Before applying statistical tests like the Z-test or T-test, it’s important to check a few foundational assumptions. Two questions matter most:
Are the groups independent?
Can we assume equal variance between them?
These distinctions determine which formulas to use and whether the results can be trusted.
Dependent vs Independent Samples
The first assumption concerns group independence:
Independent Samples: The compared groups contain different individuals, with no overlap or relationship between them. This is typical for comparisons like Brand A vs Brand B, or Millennials vs Gen Z, or New customers vs Returning customers.
Dependent (Paired) Samples: The same individuals are measured in both groups — for example, pre- vs post-campaign awareness among the same respondents. Since the responses are linked, a different testing approach is needed (e.g., paired t-tests).

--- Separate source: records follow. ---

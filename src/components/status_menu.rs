//! Status Menu Component
//!
//! Per-row dropdown for picking an item's status.

use leptos::prelude::*;

use crate::models::Status;

/// "Status" toggle button that opens the two-option menu
#[component]
pub fn StatusMenu(
    current: Status,
    on_select: impl Fn(Status) + Copy + Send + Sync + 'static,
) -> impl IntoView {
    let (open, set_open) = signal(false);

    view! {
        <span class="status-menu">
            <button
                class="status-toggle"
                on:click=move |_| set_open.update(|o| *o = !*o)
            >
                "Status"
            </button>
            <Show when=move || open.get()>
                <span class="status-options">
                    {Status::ALL.iter().map(|&status| {
                        let is_current = status == current;
                        view! {
                            <button
                                class=move || if is_current { "status-btn active" } else { "status-btn" }
                                on:click=move |_| {
                                    set_open.set(false);
                                    on_select(status);
                                }
                            >
                                {status.label()}
                            </button>
                        }
                    }).collect_view()}
                </span>
            </Show>
        </span>
    }
}
//! To-Do List App
//!
//! Main application component: name gate, then the list screen.

use leptos::prelude::*;
use reactive_stores::Store;

use crate::components::{NameGate, NewTodoForm, ThemeToggle, TodoEditor, TodoListView};
use crate::store::{AppState, AppStateStoreFields};

#[component]
pub fn App() -> impl IntoView {
    let store = Store::new(AppState::new());
    provide_context(store);

    // Which item the editor column is open for (None = closed)
    let (editing_item, set_editing_item) = signal::<Option<u32>>(None);

    // Mirror the theme onto the document root so the stylesheet can follow it
    Effect::new(move |_| {
        let theme = store.theme().get();
        if let Some(root) = web_sys::window()
            .and_then(|w| w.document())
            .and_then(|d| d.document_element())
        {
            let _ = root.set_attribute("data-theme", theme.as_str());
        }
        web_sys::console::log_1(&format!("[APP] Theme set to {}", theme.as_str()).into());
    });

    view! {
        <div class="app-layout">
            {move || if store.name_confirmed().get() {
                view! {
                    // Center: Main Content
                    <main class="main-content">
                        <header class="list-header">
                            <h1>
                                {move || format!("Hi {}, welcome to your To-Do List!", store.user_name().get())}
                            </h1>
                            <ThemeToggle />
                        </header>

                        <hr />

                        <NewTodoForm />

                        <TodoListView
                            editing_item=editing_item
                            set_editing_item=set_editing_item
                        />
                    </main>

                    // Right: Editor column, shown while an item is being edited
                    <TodoEditor
                        editing_item=editing_item
                        set_editing_item=set_editing_item
                    />
                }.into_any()
            } else {
                view! { <NameGate /> }.into_any()
            }}
        </div>
    }
}
//! To-Do List Frontend Entry Point

mod models;
mod store;
mod components;
mod app;

use app::App;
use leptos::prelude::*;

fn main() {
    console_error_panic_hook::set_once();
    mount_to_body(App);
}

In DataTile, we always apply tests designed for independent samples. However, when comparing overlapping groups (e.g., Male vs Total), we apply a correction in the Z-test to adjust for shared respondents. See our article on the Advanced Z-test with Audience Overlap Detection for details.

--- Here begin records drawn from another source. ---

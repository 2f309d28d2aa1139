//! UI Components
//!
//! Reusable Leptos components.

mod name_gate;
mod new_todo_form;
mod status_menu;
mod theme_toggle;
mod todo_editor;
mod todo_list_view;
mod todo_row;

pub use name_gate::NameGate;
pub use new_todo_form::NewTodoForm;
pub use status_menu::StatusMenu;
pub use theme_toggle::ThemeToggle;
pub use todo_editor::TodoEditor;
pub use todo_list_view::TodoListView;
pub use todo_row::TodoRow;
//! Todo List View Component
//!
//! Displays the items in insertion order with their controls.

use leptos::prelude::*;

use crate::components::TodoRow;
use crate::store::{use_app_store, AppStateStoreFields};

/// The list itself plus the item-count footer
#[component]
pub fn TodoListView(
    editing_item: ReadSignal<Option<u32>>,
    set_editing_item: WriteSignal<Option<u32>>,
) -> impl IntoView {
    let store = use_app_store();

    let numbered_items = move || store.items().get().into_iter().enumerate().collect::<Vec<_>>();

    view! {
        <div class="todo-list">
            <For
                each=numbered_items
                key=|(index, item)| {
                    // Key on every mutable field so edits and status changes
                    // re-render the row
                    (*index, item.id, item.text.clone(), item.status)
                }
                children=move |(index, item)| {
                    view! {
                        <TodoRow
                            item=item
                            number=index + 1
                            editing_item=editing_item
                            set_editing_item=set_editing_item
                        />
                    }
                }
            />

            <p class="item-count">
                {move || format!("{} items", store.items().get().len())}
            </p>
        </div>
    }
}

Pooled vs Unpooled Variances
The second assumption concerns the variability in the compared groups:
Pooled Variance Method: Assumes equal variances across groups. Pooling is appropriate when the groups are similar (e.g., same distribution, equal variability). To check this assumption, analysts often use Levene’s test or an F-test to compare the spread of values in each group. If this assumption is violated, pooling can distort your results.
Unpooled Variance Method: Makes no assumption about equal variances. It analyzes each group’s variability separately. This approach is more robust, especially when the group sizes or spreads differ.
DataTile always uses the unpooled method, as it's more conservative and reliable when the assumption of equal variance is untested or unlikely.